UNIDENTIFIED MALE: Go, baby!

TYLER HAMILTON, PRO CYCLIST: That was nerve-wracking because you're right there in the heart of the Tour de France, thousands and thousands of people around you -- hovering around your -- the team camper, and we had this performance enhancing drug. So I remember just trying to get rid of it as quickly as possible because there was one for Lance, one for Kevin and one for myself. You quickly just stuck it in, got rid of it and then it was quickly hidden away, typically in like a Coke can, all three vials would go into a Coke can. We'd crush it, give it to a team doctor to dispose.

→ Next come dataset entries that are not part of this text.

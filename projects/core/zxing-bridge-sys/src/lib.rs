#![doc = include_str!("../README.MD")]
#![no_std]
#![allow(non_camel_case_types, non_upper_case_globals)]

use core::ffi::{c_char, c_int, c_void};

/// Function table over the linked native library.
#[cfg(feature = "link")]
pub mod linked;

macro_rules! opaque {
    ($($(#[$meta:meta])* $name:ident),* $(,)?) => {
        $(
            $(#[$meta])*
            #[repr(C)]
            pub struct $name {
                _opaque: [u8; 0],
                _marker: core::marker::PhantomData<(*mut u8, core::marker::PhantomPinned)>,
            }
        )*
    };
}

opaque! {
    /// Non-owning view over caller pixel memory.
    ZXing_ImageView,
    /// Engine-owned raster produced by rendering.
    ZXing_Image,
    /// Decode parameters.
    ZXing_ReaderOptions,
    /// Parameters for creating a barcode from a payload.
    ZXing_CreatorOptions,
    /// Parameters for rendering a barcode.
    ZXing_WriterOptions,
    /// A single decoded or created symbol.
    ZXing_Barcode,
    /// A collection of decoded symbols.
    ZXing_Barcodes,
}

/// Bit-packed pixel layout code: byte 3 holds the channel count, bytes 2..0 the
/// red, green and blue byte indices.
pub type ZXing_ImageFormat = u32;
pub const ZXing_ImageFormat_None: ZXing_ImageFormat = 0;
pub const ZXing_ImageFormat_Lum: ZXing_ImageFormat = 0x0100_0000;
pub const ZXing_ImageFormat_LumA: ZXing_ImageFormat = 0x0200_0000;
pub const ZXing_ImageFormat_RGB: ZXing_ImageFormat = 0x0300_0102;
pub const ZXing_ImageFormat_BGR: ZXing_ImageFormat = 0x0302_0100;
pub const ZXing_ImageFormat_RGBA: ZXing_ImageFormat = 0x0400_0102;
pub const ZXing_ImageFormat_ARGB: ZXing_ImageFormat = 0x0401_0203;
pub const ZXing_ImageFormat_BGRA: ZXing_ImageFormat = 0x0402_0100;
pub const ZXing_ImageFormat_ABGR: ZXing_ImageFormat = 0x0403_0201;

/// 16-bit barcode format code: low byte symbology character, high byte variant
/// character.
pub type ZXing_BarcodeFormat = u32;
pub const ZXing_BarcodeFormat_None: ZXing_BarcodeFormat = 0;
pub const ZXing_BarcodeFormat_Invalid: ZXing_BarcodeFormat = 0xFFFF;

pub type ZXing_ContentType = c_int;
pub const ZXing_ContentType_Text: ZXing_ContentType = 0;
pub const ZXing_ContentType_Binary: ZXing_ContentType = 1;
pub const ZXing_ContentType_Mixed: ZXing_ContentType = 2;
pub const ZXing_ContentType_GS1: ZXing_ContentType = 3;
pub const ZXing_ContentType_ISO15434: ZXing_ContentType = 4;
pub const ZXing_ContentType_UnknownECI: ZXing_ContentType = 5;

pub type ZXing_ErrorType = c_int;
pub const ZXing_ErrorType_None: ZXing_ErrorType = 0;
pub const ZXing_ErrorType_Format: ZXing_ErrorType = 1;
pub const ZXing_ErrorType_Checksum: ZXing_ErrorType = 2;
pub const ZXing_ErrorType_Unsupported: ZXing_ErrorType = 3;

pub type ZXing_Binarizer = c_int;
pub const ZXing_Binarizer_LocalAverage: ZXing_Binarizer = 0;
pub const ZXing_Binarizer_GlobalHistogram: ZXing_Binarizer = 1;
pub const ZXing_Binarizer_FixedThreshold: ZXing_Binarizer = 2;
pub const ZXing_Binarizer_BoolCast: ZXing_Binarizer = 3;

pub type ZXing_EanAddOnSymbol = c_int;
pub const ZXing_EanAddOnSymbol_Ignore: ZXing_EanAddOnSymbol = 0;
pub const ZXing_EanAddOnSymbol_Read: ZXing_EanAddOnSymbol = 1;
pub const ZXing_EanAddOnSymbol_Require: ZXing_EanAddOnSymbol = 2;

pub type ZXing_TextMode = c_int;
pub const ZXing_TextMode_Plain: ZXing_TextMode = 0;
pub const ZXing_TextMode_ECI: ZXing_TextMode = 1;
pub const ZXing_TextMode_HRI: ZXing_TextMode = 2;
pub const ZXing_TextMode_Hex: ZXing_TextMode = 3;
pub const ZXing_TextMode_Escaped: ZXing_TextMode = 4;

/// Integer pixel coordinate.
#[repr(C)]
#[derive(Debug, Clone, Copy, Default, PartialEq, Eq, Hash)]
pub struct ZXing_PointI {
    pub x: c_int,
    pub y: c_int,
}

/// Corner points of a symbol, clockwise from top-left.
#[repr(C)]
#[derive(Debug, Clone, Copy, Default, PartialEq, Eq, Hash)]
pub struct ZXing_Position {
    pub top_left: ZXing_PointI,
    pub top_right: ZXing_PointI,
    pub bottom_right: ZXing_PointI,
    pub bottom_left: ZXing_PointI,
}

/// Every C entry point the safe layer uses, as plain function pointers.
///
/// Field names are the C names without the `ZXing_` prefix, in snake case.
/// A table is usually obtained from [`linked::API`](crate::linked) but any set
/// of functions honouring the zxing-cpp C contract works, which is how the safe
/// layer is tested without the native library.
///
/// Ownership rules of the C API apply unchanged: every `*mut` returned by a
/// `*_new`/`create_*`/`read_*`/`write_*` function is owned by the caller and goes
/// back through the matching `*_delete`; every returned `char*`/array is released
/// with [`free`](ZXingApi::free).
#[derive(Debug, Clone, Copy)]
pub struct ZXingApi {
    // ImageView
    pub image_view_new_checked: unsafe extern "C" fn(
        data: *const u8,
        size: c_int,
        width: c_int,
        height: c_int,
        format: ZXing_ImageFormat,
        row_stride: c_int,
        pix_stride: c_int,
    ) -> *mut ZXing_ImageView,
    pub image_view_delete: unsafe extern "C" fn(iv: *mut ZXing_ImageView),
    pub image_view_crop: unsafe extern "C" fn(
        iv: *mut ZXing_ImageView,
        left: c_int,
        top: c_int,
        width: c_int,
        height: c_int,
    ),
    pub image_view_rotate: unsafe extern "C" fn(iv: *mut ZXing_ImageView, degree: c_int),

    // Image
    pub image_delete: unsafe extern "C" fn(img: *mut ZXing_Image),
    pub image_data: unsafe extern "C" fn(img: *const ZXing_Image) -> *const u8,
    pub image_width: unsafe extern "C" fn(img: *const ZXing_Image) -> c_int,
    pub image_height: unsafe extern "C" fn(img: *const ZXing_Image) -> c_int,
    pub image_format: unsafe extern "C" fn(img: *const ZXing_Image) -> ZXing_ImageFormat,

    // ReaderOptions
    pub reader_options_new: unsafe extern "C" fn() -> *mut ZXing_ReaderOptions,
    pub reader_options_delete: unsafe extern "C" fn(opts: *mut ZXing_ReaderOptions),
    pub reader_options_set_try_harder: unsafe extern "C" fn(opts: *mut ZXing_ReaderOptions, v: bool),
    pub reader_options_set_try_rotate: unsafe extern "C" fn(opts: *mut ZXing_ReaderOptions, v: bool),
    pub reader_options_set_try_invert: unsafe extern "C" fn(opts: *mut ZXing_ReaderOptions, v: bool),
    pub reader_options_set_try_downscale:
        unsafe extern "C" fn(opts: *mut ZXing_ReaderOptions, v: bool),
    pub reader_options_set_is_pure: unsafe extern "C" fn(opts: *mut ZXing_ReaderOptions, v: bool),
    pub reader_options_set_validate_optional_checksum:
        unsafe extern "C" fn(opts: *mut ZXing_ReaderOptions, v: bool),
    pub reader_options_set_return_errors:
        unsafe extern "C" fn(opts: *mut ZXing_ReaderOptions, v: bool),
    pub reader_options_set_formats: unsafe extern "C" fn(
        opts: *mut ZXing_ReaderOptions,
        formats: *const ZXing_BarcodeFormat,
        count: c_int,
    ),
    pub reader_options_set_binarizer:
        unsafe extern "C" fn(opts: *mut ZXing_ReaderOptions, v: ZXing_Binarizer),
    pub reader_options_set_ean_add_on_symbol:
        unsafe extern "C" fn(opts: *mut ZXing_ReaderOptions, v: ZXing_EanAddOnSymbol),
    pub reader_options_set_text_mode:
        unsafe extern "C" fn(opts: *mut ZXing_ReaderOptions, v: ZXing_TextMode),
    pub reader_options_set_min_line_count:
        unsafe extern "C" fn(opts: *mut ZXing_ReaderOptions, v: c_int),
    pub reader_options_set_max_number_of_symbols:
        unsafe extern "C" fn(opts: *mut ZXing_ReaderOptions, v: c_int),
    pub reader_options_get_try_harder: unsafe extern "C" fn(opts: *const ZXing_ReaderOptions) -> bool,
    pub reader_options_get_try_rotate: unsafe extern "C" fn(opts: *const ZXing_ReaderOptions) -> bool,
    pub reader_options_get_try_invert: unsafe extern "C" fn(opts: *const ZXing_ReaderOptions) -> bool,
    pub reader_options_get_try_downscale:
        unsafe extern "C" fn(opts: *const ZXing_ReaderOptions) -> bool,
    pub reader_options_get_is_pure: unsafe extern "C" fn(opts: *const ZXing_ReaderOptions) -> bool,
    pub reader_options_get_validate_optional_checksum:
        unsafe extern "C" fn(opts: *const ZXing_ReaderOptions) -> bool,
    pub reader_options_get_return_errors:
        unsafe extern "C" fn(opts: *const ZXing_ReaderOptions) -> bool,
    pub reader_options_get_formats: unsafe extern "C" fn(
        opts: *const ZXing_ReaderOptions,
        count: *mut c_int,
    ) -> *mut ZXing_BarcodeFormat,
    pub reader_options_get_binarizer:
        unsafe extern "C" fn(opts: *const ZXing_ReaderOptions) -> ZXing_Binarizer,
    pub reader_options_get_ean_add_on_symbol:
        unsafe extern "C" fn(opts: *const ZXing_ReaderOptions) -> ZXing_EanAddOnSymbol,
    pub reader_options_get_text_mode:
        unsafe extern "C" fn(opts: *const ZXing_ReaderOptions) -> ZXing_TextMode,
    pub reader_options_get_min_line_count:
        unsafe extern "C" fn(opts: *const ZXing_ReaderOptions) -> c_int,
    pub reader_options_get_max_number_of_symbols:
        unsafe extern "C" fn(opts: *const ZXing_ReaderOptions) -> c_int,

    // Barcode
    pub barcode_is_valid: unsafe extern "C" fn(bc: *const ZXing_Barcode) -> bool,
    pub barcode_error_type: unsafe extern "C" fn(bc: *const ZXing_Barcode) -> ZXing_ErrorType,
    pub barcode_error_msg: unsafe extern "C" fn(bc: *const ZXing_Barcode) -> *mut c_char,
    pub barcode_format: unsafe extern "C" fn(bc: *const ZXing_Barcode) -> ZXing_BarcodeFormat,
    pub barcode_symbology: unsafe extern "C" fn(bc: *const ZXing_Barcode) -> ZXing_BarcodeFormat,
    pub barcode_content_type: unsafe extern "C" fn(bc: *const ZXing_Barcode) -> ZXing_ContentType,
    pub barcode_bytes: unsafe extern "C" fn(bc: *const ZXing_Barcode, len: *mut c_int) -> *mut u8,
    pub barcode_bytes_eci:
        unsafe extern "C" fn(bc: *const ZXing_Barcode, len: *mut c_int) -> *mut u8,
    pub barcode_text: unsafe extern "C" fn(bc: *const ZXing_Barcode) -> *mut c_char,
    pub barcode_symbology_identifier: unsafe extern "C" fn(bc: *const ZXing_Barcode) -> *mut c_char,
    pub barcode_position: unsafe extern "C" fn(bc: *const ZXing_Barcode) -> ZXing_Position,
    pub barcode_orientation: unsafe extern "C" fn(bc: *const ZXing_Barcode) -> c_int,
    pub barcode_has_eci: unsafe extern "C" fn(bc: *const ZXing_Barcode) -> bool,
    pub barcode_is_inverted: unsafe extern "C" fn(bc: *const ZXing_Barcode) -> bool,
    pub barcode_is_mirrored: unsafe extern "C" fn(bc: *const ZXing_Barcode) -> bool,
    pub barcode_line_count: unsafe extern "C" fn(bc: *const ZXing_Barcode) -> c_int,
    pub barcode_sequence_index: unsafe extern "C" fn(bc: *const ZXing_Barcode) -> c_int,
    pub barcode_sequence_size: unsafe extern "C" fn(bc: *const ZXing_Barcode) -> c_int,
    pub barcode_sequence_id: unsafe extern "C" fn(bc: *const ZXing_Barcode) -> *mut c_char,
    pub barcode_extra:
        unsafe extern "C" fn(bc: *const ZXing_Barcode, key: *const c_char) -> *mut c_char,
    pub barcode_delete: unsafe extern "C" fn(bc: *mut ZXing_Barcode),

    // Barcodes
    pub barcodes_delete: unsafe extern "C" fn(bcs: *mut ZXing_Barcodes),
    pub barcodes_size: unsafe extern "C" fn(bcs: *const ZXing_Barcodes) -> c_int,
    pub barcodes_move: unsafe extern "C" fn(bcs: *mut ZXing_Barcodes, i: c_int) -> *mut ZXing_Barcode,

    // Reading
    pub read_barcodes: unsafe extern "C" fn(
        iv: *const ZXing_ImageView,
        opts: *const ZXing_ReaderOptions,
    ) -> *mut ZXing_Barcodes,

    // CreatorOptions
    pub creator_options_new:
        unsafe extern "C" fn(format: ZXing_BarcodeFormat) -> *mut ZXing_CreatorOptions,
    pub creator_options_delete: unsafe extern "C" fn(opts: *mut ZXing_CreatorOptions),
    pub creator_options_set_format:
        unsafe extern "C" fn(opts: *mut ZXing_CreatorOptions, format: ZXing_BarcodeFormat),
    pub creator_options_get_format:
        unsafe extern "C" fn(opts: *const ZXing_CreatorOptions) -> ZXing_BarcodeFormat,
    pub creator_options_set_options:
        unsafe extern "C" fn(opts: *mut ZXing_CreatorOptions, options: *const c_char),
    pub creator_options_get_options:
        unsafe extern "C" fn(opts: *const ZXing_CreatorOptions) -> *mut c_char,

    // WriterOptions
    pub writer_options_new: unsafe extern "C" fn() -> *mut ZXing_WriterOptions,
    pub writer_options_delete: unsafe extern "C" fn(opts: *mut ZXing_WriterOptions),
    pub writer_options_set_scale: unsafe extern "C" fn(opts: *mut ZXing_WriterOptions, scale: c_int),
    pub writer_options_get_scale: unsafe extern "C" fn(opts: *const ZXing_WriterOptions) -> c_int,
    pub writer_options_set_rotate:
        unsafe extern "C" fn(opts: *mut ZXing_WriterOptions, rotate: c_int),
    pub writer_options_get_rotate: unsafe extern "C" fn(opts: *const ZXing_WriterOptions) -> c_int,
    pub writer_options_set_add_hrt: unsafe extern "C" fn(opts: *mut ZXing_WriterOptions, v: bool),
    pub writer_options_get_add_hrt: unsafe extern "C" fn(opts: *const ZXing_WriterOptions) -> bool,
    pub writer_options_set_add_quiet_zones:
        unsafe extern "C" fn(opts: *mut ZXing_WriterOptions, v: bool),
    pub writer_options_get_add_quiet_zones:
        unsafe extern "C" fn(opts: *const ZXing_WriterOptions) -> bool,

    // Creating & writing
    pub create_barcode_from_text: unsafe extern "C" fn(
        data: *const c_char,
        size: c_int,
        opts: *const ZXing_CreatorOptions,
    ) -> *mut ZXing_Barcode,
    pub create_barcode_from_bytes: unsafe extern "C" fn(
        data: *const c_void,
        size: c_int,
        opts: *const ZXing_CreatorOptions,
    ) -> *mut ZXing_Barcode,
    pub write_barcode_to_svg: unsafe extern "C" fn(
        bc: *const ZXing_Barcode,
        opts: *const ZXing_WriterOptions,
    ) -> *mut c_char,
    pub write_barcode_to_image: unsafe extern "C" fn(
        bc: *const ZXing_Barcode,
        opts: *const ZXing_WriterOptions,
    ) -> *mut ZXing_Image,

    // BarcodeFormat
    pub barcode_formats_list: unsafe extern "C" fn(
        filter: ZXing_BarcodeFormat,
        count: *mut c_int,
    ) -> *mut ZXing_BarcodeFormat,
    pub barcode_format_to_string: unsafe extern "C" fn(format: ZXing_BarcodeFormat) -> *mut c_char,
    pub barcode_format_from_string:
        unsafe extern "C" fn(name: *const c_char) -> ZXing_BarcodeFormat,

    // Misc
    pub last_error_msg: unsafe extern "C" fn() -> *mut c_char,
    pub version: unsafe extern "C" fn() -> *const c_char,
    pub free: unsafe extern "C" fn(ptr: *mut c_void),
}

MCDERMOTT (voice-over): But it didn't go all to plan. Lance Armstrong was tested for drugs during the tour, and one of his samples revealed a significant level of a banned corticosteroid.

Emma O'Reilly was a soigneur on the team, whose duties included given Armstrong a massage after his rides. During one of these massages, she says, an urgent discussion took place between Armstrong and the team's management.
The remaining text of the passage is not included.